Recent tightening of government regulations on the country's IT giants, aimed at curbing their monopolistic behavior and disorderly capital expansion, would impede innovation of the Chinese high-tech industry, which could also hamper economic growth.

So far, China's economy has been on a stable recovery path on the back of pump-priming policies such as providing ample funds to money markets.

In the first half of this year, retail sales of consumer goods surged 23.0 percent, while investment in fixed assets, excluding rural households, rose 12.6 percent.

China's industrial production gained 15.9 percent, with the total value of exports soaring 28.1 percent.
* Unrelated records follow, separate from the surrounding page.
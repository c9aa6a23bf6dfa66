//! Java front end: tree-sitter parsing, single-file name resolution and call snapshots.

mod decompose;
mod resolve;
mod snapshot;

pub use decompose::*;
pub use resolve::*;
pub use snapshot::*;

use std::collections::HashSet;

use tree_sitter::{Node, Parser, Tree};

use crate::ChainError;

// ─── Parsed file ─────────────────────────────────────────────────────

/// A parsed Java compilation unit plus everything resolved from it up front.
///
/// Immutable: every analysis borrows it, every rewrite produces a new source text
/// that has to be parsed again.
pub struct JavaFile {
    source: String,
    tree: Tree,
    imports: Imports,
    symbols: SymbolTable,
    identifiers: HashSet<String>,
}

impl JavaFile {
    /// Parse `source` with the tree-sitter Java grammar.
    pub fn parse(source: impl Into<String>) -> Result<Self, ChainError> {
        let source = source.into();
        let mut parser = Parser::new();
        parser.set_language(&tree_sitter_java::LANGUAGE.into())?;
        let tree = parser
            .parse(&source, None)
            .ok_or_else(|| ChainError::Parse("tree-sitter returned no tree".to_string()))?;

        let bytes = source.as_bytes();
        let root = tree.root_node();
        let imports = Imports::collect(root, bytes);
        let symbols = SymbolTable::collect(root, bytes, &imports);
        let mut identifiers = HashSet::new();
        collect_identifiers(root, bytes, &mut identifiers);

        Ok(JavaFile { source, tree, imports, symbols, identifiers })
    }

    pub fn source(&self) -> &str {
        &self.source
    }

    pub fn root(&self) -> Node<'_> {
        self.tree.root_node()
    }

    pub fn imports(&self) -> &Imports {
        &self.imports
    }

    pub fn symbols(&self) -> &SymbolTable {
        &self.symbols
    }

    /// Every identifier spelled anywhere in the file.
    pub fn identifiers(&self) -> &HashSet<String> {
        &self.identifiers
    }

    /// Whether tree-sitter had to recover from syntax errors.
    pub fn has_errors(&self) -> bool {
        self.tree.root_node().has_error()
    }

    /// Fingerprint of the source text, used to detect edits between planning and applying.
    #[must_use]
    pub fn revision(&self) -> u64 {
        crate::stable_hash(&[self.source.as_bytes()])
    }

    pub fn text(&self, node: Node) -> &str {
        node_text(node, self.source.as_bytes())
    }

    pub fn span_text(&self, span: Span) -> &str {
        self.source.get(span.start..span.end).unwrap_or("")
    }

    /// 1-based line number of a byte offset.
    #[must_use]
    pub fn line_of(&self, offset: usize) -> usize {
        let end = offset.min(self.source.len());
        self.source.as_bytes()[..end].iter().filter(|&&b| b == b'\n').count() + 1
    }

    /// Byte span covering the 1-based lines `first..=last`, without the final newline.
    pub fn line_span(&self, first: usize, last: usize) -> Option<Span> {
        if first == 0 || last < first {
            return None;
        }
        let mut starts = vec![0usize];
        starts.extend(self.source.match_indices('\n').map(|(i, _)| i + 1));
        let start = *starts.get(first - 1)?;
        let end = starts
            .get(last)
            .map(|next| next - 1)
            .unwrap_or(self.source.len());
        Some(Span::new(start, end.max(start)))
    }

    /// The innermost method call covering `offset`.
    pub fn call_at(&self, offset: usize) -> Option<Node<'_>> {
        let mut node = self.root().descendant_for_byte_range(offset, offset)?;
        loop {
            if is_call(node) {
                return Some(node);
            }
            node = node.parent()?;
        }
    }

    /// The method call occupying exactly `span`, if any.
    pub fn call_with_span(&self, span: Span) -> Option<Node<'_>> {
        let mut node = self.root().descendant_for_byte_range(span.start, span.end)?;
        loop {
            if is_call(node) && Span::of(node) == span {
                return Some(node);
            }
            if node.start_byte() < span.start || node.end_byte() > span.end {
                return None;
            }
            node = node.parent()?;
        }
    }

    /// Expression statements lying completely inside `span`, in source order.
    ///
    /// Only siblings of the first selected statement are returned, so a selection never
    /// mixes statements of different blocks.
    pub fn statements_in(&self, span: Span) -> Vec<Node<'_>> {
        let mut found = Vec::new();
        collect_statements(self.root(), span, &mut found);
        let Some(first_parent) = found.first().and_then(|s| s.parent()) else {
            return found;
        };
        found.retain(|s| s.parent() == Some(first_parent));
        found
    }

    /// Snapshot of the whole chain `node` belongs to, root-first.
    pub fn chain_of(&self, node: Node) -> CallChain {
        if !is_call(node) {
            return CallChain::default();
        }
        let root = root_call(node);
        let calls = decompose_from_first(root, true)
            .into_iter()
            .filter_map(|call| CallNode::snapshot(self, call))
            .collect();
        CallChain::new(calls)
    }

    /// Snapshot of the chain forming an expression statement, if the statement is a call.
    pub fn chain_of_statement(&self, statement: Node) -> Option<CallChain> {
        let expression = statement.named_child(0)?;
        if !is_call(expression) {
            return None;
        }
        Some(self.chain_of(expression))
    }
}

// ─── Node helpers ────────────────────────────────────────────────────

pub(crate) fn node_text<'a>(node: Node, source: &'a [u8]) -> &'a str {
    node.utf8_text(source).unwrap_or("")
}

pub(crate) fn find_child_by_kind<'a>(node: Node<'a>, kind: &str) -> Option<Node<'a>> {
    let mut cursor = node.walk();
    let found = node.children(&mut cursor).find(|child| child.kind() == kind);
    found
}

/// Named children that are not comments.
pub(crate) fn code_children(node: Node<'_>) -> Vec<Node<'_>> {
    let mut cursor = node.walk();
    node.named_children(&mut cursor)
        .filter(|child| !child.kind().ends_with("comment"))
        .collect()
}

/// Nearest ancestor (or self) that is a statement or a local declaration.
pub fn enclosing_statement(node: Node<'_>) -> Option<Node<'_>> {
    let mut current = Some(node);
    while let Some(n) = current {
        let kind = n.kind();
        if kind.ends_with("_statement") || kind == "local_variable_declaration" {
            return Some(n);
        }
        current = n.parent();
    }
    None
}

fn collect_statements<'a>(node: Node<'a>, span: Span, found: &mut Vec<Node<'a>>) {
    if node.end_byte() <= span.start || node.start_byte() >= span.end {
        return;
    }
    if node.kind() == "expression_statement" && span.contains(Span::of(node)) {
        found.push(node);
        return;
    }
    let mut cursor = node.walk();
    for child in node.children(&mut cursor) {
        collect_statements(child, span, found);
    }
}

fn collect_identifiers(node: Node, source: &[u8], out: &mut HashSet<String>) {
    if node.kind() == "identifier" {
        out.insert(node_text(node, source).to_string());
        return;
    }
    let mut cursor = node.walk();
    for child in node.children(&mut cursor) {
        collect_identifiers(child, source, out);
    }
}

// ─── Tests ───────────────────────────────────────────────────────────

#[cfg(test)]
#[path = "java_tests.rs"]
mod tests;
During the April-June period in 2020, the nation's economy grew only 3.2 percent after plunging 6.8 percent in the first three months of the year, when the virus, first detected in the central city of Wuhan, raged in China.

Following the spread of the virus, China drastically restricted the movements of its 1.4 billion population to prevent further infections, dealing a crushing blow to consumer spending, employment and trade across the board.

China's National Bureau of Statistics said that the country's economy in the first half year maintained growth momentum, but it expressed wariness about the prospects.

"The epidemic continues to mutate globally and external instabilities and uncertainties abound. At home, the economic recovery is unbalanced and more efforts are needed to consolidate the foundation for the steady recovery of the development," it said.

"We will keep the economy performing within an appropriate range, advance high quality development solidly and spare no efforts to fulfil the whole year targets and tasks for the economic and social development," the bureau added.

At this year's session of the National People's Congress in March, the nation's parliament, China set an annual GDP target of "over 6 percent" for 2021, marking such a goal for the first time in two years.